**Exercise goal**:
Check every line below, and copy those that include "actual".

Saved data entries:
━━━━━━

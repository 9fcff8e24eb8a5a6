// ============================================================
// Layer 2 — TrainUseCase
// ============================================================
// Orchestrates a fine-tuning run:
//
//   Step 1: Load train and dev examples     (Layer 4 - data)
//   Step 2: Load tokenizer, keep a copy     (Layer 6 - infra)
//   Step 3: Segment into windows            (Layer 4 - data)
//   Step 4: Label training windows          (Layer 4 - data)
//   Step 5: Save config                     (Layer 6 - infra)
//   Step 6: Run training loop               (Layer 5 - ml)

use std::path::Path;

use anyhow::{Context, Result};
use serde::{Deserialize, Serialize};

use crate::data::{
    alignment::{label_windows, MissingAnswerPolicy},
    dataset::{TrainingSet, ValidationSet},
    decoding::DecodeConfig,
    loader::CmrcLoader,
    windowing::{TokenizerSegmenter, WindowArena, WindowConfig},
};
use crate::domain::traits::{ExampleSource, WindowSegmenter};
use crate::infra::{
    checkpoint::CheckpointManager,
    metrics::MetricsLogger,
    tokenizer_store::TokenizerStore,
};
use crate::ml::{
    model::SpanEncoderConfig,
    trainer::{run_training, TrainSummary},
};

// ─── Training Configuration ──────────────────────────────────────────────────
// Saved as train_config.json beside the checkpoints; evaluation
// rebuilds the encoder and the windowing from it. Missing fields
// fall back to the defaults below.
#[derive(Debug, Clone, Serialize, Deserialize)]
#[serde(default)]
pub struct TrainConfig {
    pub train_file:        String,
    pub dev_file:          String,
    /// HuggingFace tokenizer.json
    pub tokenizer:         String,
    pub output_dir:        String,

    pub max_length:        usize,
    pub stride:            usize,
    pub n_best:            usize,
    pub max_answer_length: usize,

    pub batch_size:        usize,
    pub epochs:            usize,
    pub lr:                f64,
    pub weight_decay:      f32,
    pub seed:              u64,
    pub missing_answer:    MissingAnswerPolicy,
    /// Log the running loss every N optimiser steps
    pub log_every:         usize,

    pub d_model:           usize,
    pub num_heads:         usize,
    pub num_layers:        usize,
    pub d_ff:              usize,
    pub dropout:           f64,
}

impl Default for TrainConfig {
    fn default() -> Self {
        Self {
            train_file:        "data/cmrc2018_train.json".to_string(),
            dev_file:          "data/cmrc2018_dev.json".to_string(),
            tokenizer:         "data/tokenizer.json".to_string(),
            output_dir:        "checkpoints".to_string(),
            max_length:        512,
            stride:            128,
            n_best:            20,
            max_answer_length: 30,
            batch_size:        4,
            epochs:            5,
            lr:                2e-5,
            weight_decay:      0.01,
            seed:              5,
            missing_answer:    MissingAnswerPolicy::Fail,
            log_every:         100,
            d_model:           256,
            num_heads:         8,
            num_layers:        6,
            d_ff:              1024,
            dropout:           0.1,
        }
    }
}

impl TrainConfig {
    pub fn window_config(&self) -> WindowConfig {
        WindowConfig { max_length: self.max_length, stride: self.stride }
    }

    pub fn decode_config(&self) -> DecodeConfig {
        DecodeConfig { n_best: self.n_best, max_answer_length: self.max_answer_length }
    }

    /// Position table sized to the window length.
    pub fn encoder_config(&self, vocab_size: usize) -> SpanEncoderConfig {
        SpanEncoderConfig::new(
            vocab_size,
            self.max_length,
            self.d_model,
            self.num_heads,
            self.num_layers,
            self.d_ff,
            self.dropout,
        )
    }
}

// ─── TrainUseCase ─────────────────────────────────────────────────────────────
pub struct TrainUseCase {
    config: TrainConfig,
}

impl TrainUseCase {
    pub fn new(config: TrainConfig) -> Self {
        Self { config }
    }

    pub fn execute(&self) -> Result<TrainSummary> {
        let cfg = &self.config;

        // ── Step 1: Load examples ─────────────────────────────────────────────
        let train_examples = CmrcLoader::new(&cfg.train_file)
            .load_all()
            .with_context(|| format!("cannot load training data '{}'", cfg.train_file))?;
        let dev_examples = CmrcLoader::new(&cfg.dev_file)
            .load_all()
            .with_context(|| format!("cannot load dev data '{}'", cfg.dev_file))?;
        tracing::info!(
            "Loaded {} training and {} dev examples",
            train_examples.len(),
            dev_examples.len()
        );

        // ── Step 2: Tokenizer ─────────────────────────────────────────────────
        let tokenizer  = TokenizerStore::load_from(Path::new(&cfg.tokenizer))?;
        let vocab_size = TokenizerStore::vocab_size(&tokenizer);
        TokenizerStore::new(&cfg.output_dir).save_copy(&tokenizer)?;

        // ── Step 3: Windows ───────────────────────────────────────────────────
        let segmenter     = TokenizerSegmenter::new(tokenizer, cfg.window_config())?;
        let train_windows = segmenter.segment(&train_examples)?;
        tracing::info!("train: {} -> {} windows", train_examples.len(), train_windows.len());
        let dev_windows   = segmenter.segment(&dev_examples)?;
        tracing::info!("dev: {} -> {} windows", dev_examples.len(), dev_windows.len());

        // ── Step 4: Labels ────────────────────────────────────────────────────
        let labels = label_windows(&train_windows, &train_examples, cfg.missing_answer)
            .context("cannot label training windows")?;

        let train = TrainingSet::new(WindowArena::new(train_windows), labels);
        let valid = ValidationSet { examples: dev_examples, arena: WindowArena::new(dev_windows) };

        // ── Step 5: Save config for evaluation ────────────────────────────────
        let ckpt    = CheckpointManager::new(&cfg.output_dir)?;
        ckpt.save_config(cfg)?;
        let metrics = MetricsLogger::new(&cfg.output_dir)?;

        // ── Step 6: Training loop (Layer 5) ───────────────────────────────────
        run_training(cfg, vocab_size, train, valid, &ckpt, &metrics)
    }
}

#[cfg(test)]
mod tests {
    use super::*;

    #[test]
    fn test_defaults_match_reference_run() {
        let cfg = TrainConfig::default();
        assert_eq!(cfg.window_config(), WindowConfig { max_length: 512, stride: 128 });
        assert_eq!(cfg.decode_config(), DecodeConfig { n_best: 20, max_answer_length: 30 });
        assert_eq!(cfg.batch_size, 4);
        assert_eq!(cfg.epochs, 5);
        assert_eq!(cfg.seed, 5);
        assert!((cfg.lr - 2e-5).abs() < 1e-12);
        assert_eq!(cfg.missing_answer, MissingAnswerPolicy::Fail);
    }

    #[test]
    fn test_partial_json_uses_defaults() {
        let cfg: TrainConfig =
            serde_json::from_str(r#"{ "epochs": 2, "missing_answer": "skip" }"#).unwrap();
        assert_eq!(cfg.epochs, 2);
        assert_eq!(cfg.missing_answer, MissingAnswerPolicy::Skip);
        assert_eq!(cfg.stride, 128);
    }

    #[test]
    fn test_encoder_config_uses_window_length() {
        let mut cfg = TrainConfig::default();
        cfg.max_length = 384;
        let enc = cfg.encoder_config(21128);
        assert_eq!(enc.vocab_size, 21128);
        assert_eq!(enc.max_position, 384);
        assert_eq!(enc.type_vocab_size, 2);
    }
}
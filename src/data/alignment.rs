// ============================================================
// Layer 4 — Answer Span Alignment (training direction)
// ============================================================
// Maps the first gold answer's CHARACTER span onto TOKEN indices
// of one window, producing the label the span head is trained on.
//
// Example (context "北京是中国的首都", answer "中国" at chars 3..5):
//
//   token   [CLS] 首 都 [SEP] 北 京 是 中 国 的 首 都 [SEP]
//   index     0   1  2    3   4  5  6  7  8  9 10 11  12
//   offset    -   -  -    -  0,1 ..   3,4 4,5 ..
//
//   context tokens = 4..=11 → label = (7, 8)
//
// If the stride window cut the answer off, the label is the
// no-answer sentinel (0, 0), pointing both ends at [CLS].

use std::fmt;
use std::str::FromStr;

use serde::{Deserialize, Serialize};

use crate::domain::error::{ReaderError, Result};
use crate::domain::example::Example;
use crate::domain::window::{CharSpan, LabelPair, TokenWindow};

/// What to do with a training example that has no gold answer.
#[derive(Debug, Clone, Copy, Default, PartialEq, Eq, Serialize, Deserialize)]
#[serde(rename_all = "lowercase")]
pub enum MissingAnswerPolicy {
    /// Abort the run with `ReaderError::Alignment`
    #[default]
    Fail,
    /// Drop every window of that example from the training set
    Skip,
}

impl FromStr for MissingAnswerPolicy {
    type Err = String;

    fn from_str(s: &str) -> std::result::Result<Self, Self::Err> {
        match s.to_ascii_lowercase().as_str() {
            "fail" => Ok(Self::Fail),
            "skip" => Ok(Self::Skip),
            other  => Err(format!("unknown missing-answer policy '{other}' (expected fail|skip)")),
        }
    }
}

impl fmt::Display for MissingAnswerPolicy {
    fn fmt(&self, f: &mut fmt::Formatter<'_>) -> fmt::Result {
        match self {
            Self::Fail => f.write_str("fail"),
            Self::Skip => f.write_str("skip"),
        }
    }
}

/// Compute the minimal token span of `window` whose character coverage
/// contains `answer`, or the sentinel when the answer is not fully
/// inside the window's context.
pub fn align_answer(window: &TokenWindow, answer: CharSpan) -> LabelPair {
    let Some((context_start, context_end)) = window.context_range() else {
        return LabelPair::NO_ANSWER;
    };
    let offset = |i: usize| window.offsets.get(i).copied().flatten();

    let (Some(first), Some(last)) = (offset(context_start), offset(context_end)) else {
        return LabelPair::NO_ANSWER;
    };
    if !CharSpan::new(first.start, last.end).contains(answer) {
        return LabelPair::NO_ANSWER;
    }

    // Last token that starts at or before the answer start.
    let start = (context_start..=context_end)
        .take_while(|&i| offset(i).is_some_and(|o| o.start <= answer.start))
        .last()
        .unwrap_or(context_start);

    // First token (scanning from the right) that still ends at or after the answer end.
    let end = (context_start..=context_end)
        .rev()
        .take_while(|&i| offset(i).is_some_and(|o| o.end >= answer.end))
        .last()
        .unwrap_or(context_end);

    LabelPair::new(start, end)
}

/// Label every window with its parent example's first gold answer.
///
/// Returns `(window_index, label)` pairs in window order. Windows of
/// unanswered examples are dropped under `Skip` and abort under `Fail`.
pub fn label_windows(
    windows:  &[TokenWindow],
    examples: &[Example],
    policy:   MissingAnswerPolicy,
) -> Result<Vec<(usize, LabelPair)>> {
    let mut labels  = Vec::with_capacity(windows.len());
    let mut skipped = 0usize;

    for (i, window) in windows.iter().enumerate() {
        let example = examples.get(window.example_index).ok_or_else(|| {
            ReaderError::input_format(
                &window.example_id,
                format!("window points at missing example #{}", window.example_index),
            )
        })?;

        match (example.first_answer_span(), policy) {
            (Some(answer), _) => labels.push((i, align_answer(window, answer))),
            (None, MissingAnswerPolicy::Skip) => skipped += 1,
            (None, MissingAnswerPolicy::Fail) => {
                return Err(ReaderError::Alignment(example.id.clone()));
            }
        }
    }

    if skipped > 0 {
        tracing::warn!("Skipped {} windows whose example has no gold answer", skipped);
    }
    let no_answer = labels.iter().filter(|(_, l)| l.is_no_answer()).count();
    tracing::debug!("Labelled {} windows ({} without the answer)", labels.len(), no_answer);

    Ok(labels)
}
// ============================================================
// Layer 3 — Error Taxonomy
// ============================================================
// Every failure here aborts the current run. Skipping silently
// would desynchronise predicted and gold answer sets during
// evaluation. An empty decoding result is NOT an error: it is
// represented by `Prediction::empty`.

use std::path::PathBuf;
use thiserror::Error;

#[derive(Debug, Error)]
pub enum ReaderError {
    /// A source record could not be parsed or is internally inconsistent
    #[error("malformed input record '{record}': {reason}")]
    InputFormat { record: String, reason: String },

    /// Training-direction alignment needed a gold answer that was not there
    #[error("example '{0}' has no gold answer to align")]
    Alignment(String),

    #[error("I/O error on '{path}': {source}")]
    Io {
        path: PathBuf,
        #[source]
        source: std::io::Error,
    },

    #[error("tokenizer error: {0}")]
    Tokenizer(String),

    /// Parallel corpus files do not have the same number of lines
    #[error("line count mismatch: {titles} title lines vs {contents} content lines")]
    LengthMismatch { titles: usize, contents: usize },

    /// The model returned a different number of logit rows than windows sent
    #[error("model returned {actual} logit rows for {expected} windows")]
    ShapeMismatch { expected: usize, actual: usize },

    #[error("checkpoint error: {0}")]
    Checkpoint(String),
}

impl ReaderError {
    pub fn io(path: impl Into<PathBuf>, source: std::io::Error) -> Self {
        Self::Io { path: path.into(), source }
    }

    pub fn input_format(record: impl Into<String>, reason: impl ToString) -> Self {
        Self::InputFormat { record: record.into(), reason: reason.to_string() }
    }
}

pub type Result<T> = std::result::Result<T, ReaderError>;
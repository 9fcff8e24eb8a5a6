// ============================================================
// Layer 2 — EvaluateUseCase
// ============================================================
// Rebuilds a trained encoder from its checkpoint directory and
// scores it on a dataset:
//
//   train_config.json + tokenizer.json + weights
//        │
//        ▼
//   load examples ─▶ windows ─▶ score all ─▶ decode ─▶ CMRC F1 / EM
//                                                 │
//                                                 └─▶ predictions.json (optional)

use std::{
    fs,
    path::{Path, PathBuf},
};

use anyhow::{Context, Result};

use crate::data::{
    loader::CmrcLoader,
    windowing::{TokenizerSegmenter, WindowArena},
};
use crate::domain::{
    prediction::Prediction,
    traits::{ExampleSource, WindowSegmenter},
};
use crate::infra::{
    checkpoint::CheckpointManager,
    evaluator::{evaluate, EvalScores},
    tokenizer_store::TokenizerStore,
};
use crate::ml::inferencer::{predict_all, InferBackend, Inferencer};

pub struct EvaluateUseCase {
    data_file:      PathBuf,
    checkpoint_dir: PathBuf,
    /// Explicit weights file; the best checkpoint otherwise
    weights:        Option<PathBuf>,
    predictions:    Option<PathBuf>,
}

impl EvaluateUseCase {
    pub fn new(
        data_file:      impl Into<PathBuf>,
        checkpoint_dir: impl Into<PathBuf>,
        weights:        Option<PathBuf>,
        predictions:    Option<PathBuf>,
    ) -> Self {
        Self {
            data_file:      data_file.into(),
            checkpoint_dir: checkpoint_dir.into(),
            weights,
            predictions,
        }
    }

    pub fn execute(&self) -> Result<EvalScores> {
        // ── Step 1: Rebuild the encoder ───────────────────────────────────────
        let ckpt = CheckpointManager::new(&self.checkpoint_dir)?;
        let cfg  = ckpt.load_config().with_context(|| {
            format!(
                "no usable train_config.json in '{}'; run 'train' first",
                self.checkpoint_dir.display()
            )
        })?;

        let tokenizer  = TokenizerStore::new(&self.checkpoint_dir).load()?;
        let vocab_size = TokenizerStore::vocab_size(&tokenizer);

        let device = burn::backend::wgpu::WgpuDevice::default();
        let model  = cfg.encoder_config(vocab_size).init::<InferBackend>(&device);
        let model  = ckpt.load_weights(model, self.weights.as_deref(), &device)?;

        // ── Step 2: Windows ───────────────────────────────────────────────────
        let examples = CmrcLoader::new(&self.data_file)
            .load_all()
            .with_context(|| format!("cannot load '{}'", self.data_file.display()))?;
        let segmenter = TokenizerSegmenter::new(tokenizer, cfg.window_config())?;
        let arena     = WindowArena::new(segmenter.segment(&examples)?);
        tracing::info!("{} examples -> {} windows", examples.len(), arena.len());

        // ── Step 3: Predict and score ─────────────────────────────────────────
        let scorer      = Inferencer::new(model, device, cfg.batch_size);
        let predictions = predict_all(&scorer, &examples, &arena, &cfg.decode_config())?;

        if let Some(path) = &self.predictions {
            write_predictions(path, &predictions)?;
        }

        let scores = evaluate(&predictions, &examples);
        tracing::info!("Evaluated {} examples", scores.total);
        Ok(scores)
    }
}

/// Pretty JSON array of predictions, in example order.
fn write_predictions(path: &Path, predictions: &[Prediction]) -> Result<()> {
    let json = serde_json::to_string_pretty(predictions)?;
    fs::write(path, json)
        .with_context(|| format!("cannot write predictions to '{}'", path.display()))?;
    tracing::info!("Wrote {} predictions to '{}'", predictions.len(), path.display());
    Ok(())
}
// ============================================================
// Layer 6 — Infrastructure Layer
// ============================================================
// Cross-cutting concerns used by more than one layer:
//
//   checkpoint.rs      — encoder weights (CompactRecorder), the
//                        best-checkpoint pointer and the saved
//                        TrainConfig.
//
//   tokenizer_store.rs — loads tokenizer.json and keeps a copy
//                        beside the checkpoints.
//
//   metrics.rs         — per-epoch CSV log.
//
//   evaluator.rs       — CMRC2018 F1 / EM scoring.
//
// Reference: Burn Book §5 (Checkpointing)

/// Model checkpoint saving and loading
pub mod checkpoint;

/// Tokenizer loading and persistence
pub mod tokenizer_store;

/// Training metrics CSV logger
pub mod metrics;

/// CMRC2018 answer scoring
pub mod evaluator;
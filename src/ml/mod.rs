// ============================================================
// Layer 5 — ML / Model Layer (Burn)
// ============================================================
// Everything that builds or runs burn modules lives here; the
// data layer only touches burn to stack tensors.
//
//   model.rs      — transformer encoder with a start/end span head
//   trainer.rs    — AdamW fine-tuning loop with per-epoch validation
//   inferencer.rs — batched scoring of windows and decoding of answers
//   schedule.rs   — linear learning-rate decay
//
// Reference: Burn Book §3 (Building Blocks)
//            Burn Book §5 (Training)
//            Devlin et al. (2019) BERT

/// Span encoder architecture
pub mod model;

/// Training loop with validation and checkpointing
pub mod trainer;

/// Window scoring and answer decoding
pub mod inferencer;

/// Learning-rate schedule
pub mod schedule;
// ============================================================
// Layer 3 — Prediction Domain Types
// ============================================================

use serde::{Deserialize, Serialize};

use crate::domain::window::CharSpan;

/// A scored answer span proposed by one window. Transient: the
/// decoder keeps only the best one per example.
#[derive(Debug, Clone, PartialEq)]
pub struct CandidateAnswer {
    pub span:  CharSpan,
    pub text:  String,
    /// start_logit + end_logit, unnormalised
    pub score: f32,
}

/// Final answer for one example, in the layout the evaluator and the
/// predictions file expect.
#[derive(Debug, Clone, PartialEq, Serialize, Deserialize)]
pub struct Prediction {
    pub id:              String,
    pub prediction_text: String,
    pub answer_start:    usize,
}

impl Prediction {
    pub fn from_candidate(id: impl Into<String>, candidate: &CandidateAnswer) -> Self {
        Self {
            id:              id.into(),
            prediction_text: candidate.text.clone(),
            answer_start:    candidate.span.start,
        }
    }

    /// "No predictable answer": empty text at offset 0.
    pub fn empty(id: impl Into<String>) -> Self {
        Self { id: id.into(), prediction_text: String::new(), answer_start: 0 }
    }

    pub fn is_empty(&self) -> bool {
        self.prediction_text.is_empty()
    }
}
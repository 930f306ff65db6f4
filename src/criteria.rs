use std::collections::BTreeMap;
use std::str::FromStr;

use serde::Serialize;

use crate::{num::Weight, Input, Result, TopsisError, WeightPolicy};

/// Whether higher or lower raw values are preferred for a criterion.
#[derive(Clone, Copy, Debug, PartialEq, Eq, Hash, Serialize)]
#[serde(rename_all = "lowercase")]
pub enum Direction {
    /// Higher is better. The ideal value is the column maximum.
    Benefit,
    /// Lower is better. The ideal value is the column minimum.
    Cost,
}

impl Direction {
    /// Given the extremes of a column, return `(ideal, anti_ideal)`.
    pub fn reference_points(self, min: f64, max: f64) -> (f64, f64) {
        match self {
            Self::Benefit => (max, min),
            Self::Cost => (min, max),
        }
    }
}

impl FromStr for Direction {
    type Err = TopsisError;

    fn from_str(s: &str) -> Result<Self> {
        let value = s.trim();
        if value.eq_ignore_ascii_case("benefit") {
            Ok(Self::Benefit)
        } else if value.eq_ignore_ascii_case("cost") {
            Ok(Self::Cost)
        } else {
            Err(TopsisError::InvalidDirection {
                value: s.to_owned(),
            })
        }
    }
}

impl std::fmt::Display for Direction {
    fn fmt(&self, f: &mut std::fmt::Formatter<'_>) -> std::fmt::Result {
        match self {
            Self::Benefit => f.write_str("benefit"),
            Self::Cost => f.write_str("cost"),
        }
    }
}

#[derive(Clone, Debug, PartialEq)]
pub struct Criterion {
    pub id: String,
    pub name: String,
    /// Must be finite and > 0. Weights are not required to sum to 1 unless
    /// [`WeightPolicy::RequireUnitSum`] is configured.
    pub weight: f64,
    pub direction: Direction,
}

impl Criterion {
    pub fn new(
        id: impl Into<String>,
        name: impl Into<String>,
        weight: f64,
        direction: Direction,
    ) -> Self {
        Self {
            id: id.into(),
            name: name.into(),
            weight,
            direction,
        }
    }
}

/// Criteria that passed validation for a single run, in caller order. Column `c` of every
/// matrix in the pipeline belongs to the criterion at position `c`.
#[derive(Debug)]
pub struct CriterionSet<'c> {
    criteria: &'c [Criterion],
    weights: Vec<Weight>,
    positions: BTreeMap<&'c str, usize>,
}

impl<'c> CriterionSet<'c> {
    pub fn new(criteria: &'c [Criterion], policy: WeightPolicy) -> Result<Self> {
        if criteria.is_empty() {
            return Err(TopsisError::EmptyInput(Input::Criteria));
        }
        let mut positions = BTreeMap::new();
        let mut weights = Vec::with_capacity(criteria.len());
        for (position, criterion) in criteria.iter().enumerate() {
            if positions.insert(criterion.id.as_str(), position).is_some() {
                return Err(TopsisError::DuplicateCriterion {
                    criterion: criterion.id.clone(),
                });
            }
            let weight = Weight::new(criterion.weight).ok_or_else(|| TopsisError::InvalidWeight {
                criterion: criterion.id.clone(),
                weight: criterion.weight,
            })?;
            weights.push(weight);
        }
        if let WeightPolicy::RequireUnitSum { tolerance } = policy {
            let sum: f64 = weights.iter().map(Weight::as_f64).sum();
            if !((sum - 1.0).abs() <= tolerance) {
                return Err(TopsisError::WeightSum { sum });
            }
        }
        Ok(Self {
            criteria,
            weights,
            positions,
        })
    }

    pub fn len(&self) -> usize {
        self.criteria.len()
    }

    pub fn is_empty(&self) -> bool {
        self.criteria.is_empty()
    }

    pub fn iter(&self) -> impl Iterator<Item = &'c Criterion> {
        self.criteria.iter()
    }

    pub fn id(&self, column: usize) -> &'c str {
        &self.criteria[column].id
    }

    pub fn weight(&self, column: usize) -> Weight {
        self.weights[column]
    }

    pub fn direction(&self, column: usize) -> Direction {
        self.criteria[column].direction
    }

    pub fn position(&self, id: &str) -> Option<usize> {
        self.positions.get(id).copied()
    }
}

#[cfg(test)]
mod test {
    use super::{Criterion, CriterionSet, Direction};
    use crate::{Input, TopsisError, WeightPolicy};

    fn criterion(id: &str, weight: f64) -> Criterion {
        Criterion::new(id, id, weight, Direction::Benefit)
    }

    #[test]
    fn direction_parsing() {
        assert_eq!("benefit".parse::<Direction>(), Ok(Direction::Benefit));
        assert_eq!(" Cost ".parse::<Direction>(), Ok(Direction::Cost));
        assert_eq!(
            "gain".parse::<Direction>(),
            Err(TopsisError::InvalidDirection {
                value: "gain".to_owned()
            })
        );
        assert!("".parse::<Direction>().is_err());
    }

    #[test]
    fn direction_reference_points() {
        assert_eq!(Direction::Benefit.reference_points(1.0, 3.0), (3.0, 1.0));
        assert_eq!(Direction::Cost.reference_points(1.0, 3.0), (1.0, 3.0));
    }

    #[test]
    fn empty() {
        let err = CriterionSet::new(&[], WeightPolicy::Permissive).unwrap_err();
        assert_eq!(err, TopsisError::EmptyInput(Input::Criteria));
    }

    #[test]
    fn duplicate_id() {
        let criteria = [criterion("C1", 0.5), criterion("C1", 0.5)];
        let err = CriterionSet::new(&criteria, WeightPolicy::Permissive).unwrap_err();
        assert_eq!(
            err,
            TopsisError::DuplicateCriterion {
                criterion: "C1".to_owned()
            }
        );
    }

    #[test]
    fn invalid_weights() {
        for weight in [0.0, -1.0, f64::NAN, f64::INFINITY] {
            let criteria = [criterion("C1", 1.0), criterion("C2", weight)];
            let err = CriterionSet::new(&criteria, WeightPolicy::Permissive).unwrap_err();
            assert!(
                matches!(&err, TopsisError::InvalidWeight { criterion, .. } if criterion == "C2"),
                "{err:?}"
            );
        }
    }

    #[test]
    fn weights_need_not_sum_to_one() {
        let criteria = [criterion("C1", 3.0), criterion("C2", 7.0)];
        let set = CriterionSet::new(&criteria, WeightPolicy::Permissive).unwrap();
        assert_eq!(set.len(), 2);
        assert_eq!(set.position("C2"), Some(1));
        assert_eq!(set.position("C3"), None);
        assert_eq!(set.weight(1).as_f64(), 7.0);
    }

    #[test]
    fn unit_sum_policy() {
        let policy = WeightPolicy::RequireUnitSum { tolerance: 1e-9 };
        let criteria = [criterion("C1", 0.4), criterion("C2", 0.6)];
        assert!(CriterionSet::new(&criteria, policy).is_ok());

        let criteria = [criterion("C1", 3.0), criterion("C2", 7.0)];
        let err = CriterionSet::new(&criteria, policy).unwrap_err();
        assert_eq!(err, TopsisError::WeightSum { sum: 10.0 });
    }
}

━━━━━━

**Answer space**:
    #[error("model returned {actual} logit rows for {expected} windows")]
    ShapeMismatch { expected: usize, actual: usize },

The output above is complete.